Here are some example ``compute()`` calls,
beginning with one like the above but for a moving object:

``halley.compute(epoch='1066')``
 This is probably useless:
 it computes the current position of ``halley``,
 but returns coordinates relative
 to the direction the earth's axis was pointing in the year 1066.
 Unless you use a Conquest-era star atlas, this is not useful.

``halley.compute('1066', epoch='1066')``
 This is slightly more promising:
 it computes the position of ``halley`` in 1066
 and returns coordinates for the orientation of the earth in that year.
 This might help you visualize
 how the object was positioned above contemporary observers,
 who considered it an ill omen in the imminent conflict
 between King Harold of England and William the Bastard.
 But to plot this position against a background of stars,
 you would first have to recompute each star's position in 1066 coordinates.

``halley.compute('1066')``
 This is what you will probably use most often;
 you get the position of ``halley`` in the year 1066
 but expressed in the 2000 coordinates that your star atlas probably uses.

When planning to observe with an equatorial telescope,
you may want to use the current date as your epoch,
because the rotation of the sky above your telescope
is determined by where the pole points today,
not where it pointed in 2000 or some other convenient epoch.
Computing positions in the epoch of their date
is accomplished by simply providing the same argument for both date and epoch:

>>> j = ephem.Jupiter()
>>> j.compute(epoch=ephem.now())   # so both date and epoch are now
>>> print("%s %s" % (j.a_ra, j.a_dec))  # doctest: +SKIP
8:44:29.49 19:00:10.23
>>> j.compute('2003/3/25', epoch='2003/3/25')
>>> print("%s %s" % (j.a_ra, j.a_dec))
8:43:32.82 19:03:32.5

Be careful when computing distances;
comparing two positions in the coordinates of their own epochs
will give slightly different results
than if the two were based on the same epoch:

>>> j1, j2 = ephem.Jupiter(), ephem.Jupiter()
>>> j1.compute('2003/3/1')
>>> j2.compute('2003/4/1')
>>> print(ephem.separation(
...     (j1.a_ra, j1.a_dec),
...     (j2.a_ra, j2.a_dec)))   # coordinates are both epoch 2000
1:46:35.9
>>> j1.compute('2003/3/1', '2003/3/1')
>>> j2.compute('2003/4/1', '2003/4/1')
>>> print(ephem.separation(
...     (j1.a_ra, j1.a_dec),
...     (j2.a_ra, j2.a_dec)))   # coordinates are both epoch-of-date
1:46:31.6

Comparing coordinates of the same epoch, as in the first call above,
measures motion against the background of stars;
comparing coordinates from different epochs, as in the second call,
measures motion against the slowly shifting coordinate system of the earth.
Users are most often interested in the first kind of measurement,
and stick with a single epoch the whole way through a computation.

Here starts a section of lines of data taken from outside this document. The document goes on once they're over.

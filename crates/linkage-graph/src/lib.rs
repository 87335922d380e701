// SPDX-License-Identifier: Apache-2.0
// © James Ross Ω FLYING•ROBOTS <https://github.com/flyingrobots>
//! Structures built on `linkage-core` associations.
//!
//! - [`ObjectGraph`]: directed multigraph whose nodes and edges are both
//!   store objects, linked through `outgoing`/`incoming` set endpoints on
//!   nodes and `source`/`target` single endpoints on edges.
//! - [`Tree`]: `parent` single endpoint paired with an ordered `children`
//!   endpoint, with cycle-rejecting moves.
//! - [`walk_breadth_first`] / [`walk_depth_first`]: traversals along one role.

#![cfg_attr(test, allow(clippy::unwrap_used))]

mod error;
mod graph;
mod tree;
mod walk;

pub use error::GraphError;
pub use graph::{
    EdgeKey, GraphItem, GraphOp, NodeKey, ObjectGraph, INCOMING, OUTGOING, SOURCE, TARGET,
};
pub use tree::{Tree, CHILDREN, PARENT};
pub use walk::{walk_breadth_first, walk_depth_first};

It was for the sake of simplicity
that all of the examples in this section
simply provided dates as arguments to the ``compute()`` function.
If you are instead using an ``Observer`` argument,
then you specify the epoch through the observer's ``epoch`` variable,
not through the ``epoch=`` argument.
Observers use epoch 2000 by default.

Finally,
make sure you understand
that your choice of epoch only affects absolute position —
the right ascension and declination returned for objects —
*not* the azimuth and altitude of an object above an observer.
This is because the sun will hang in the same position over Atlanta
whether the star atlas with which you plot its position
has epoch 2000, or 1950, or even 1066 coordinates;
the epoch only affects how you name locations in the sky,
not how they are positioned with respect to you.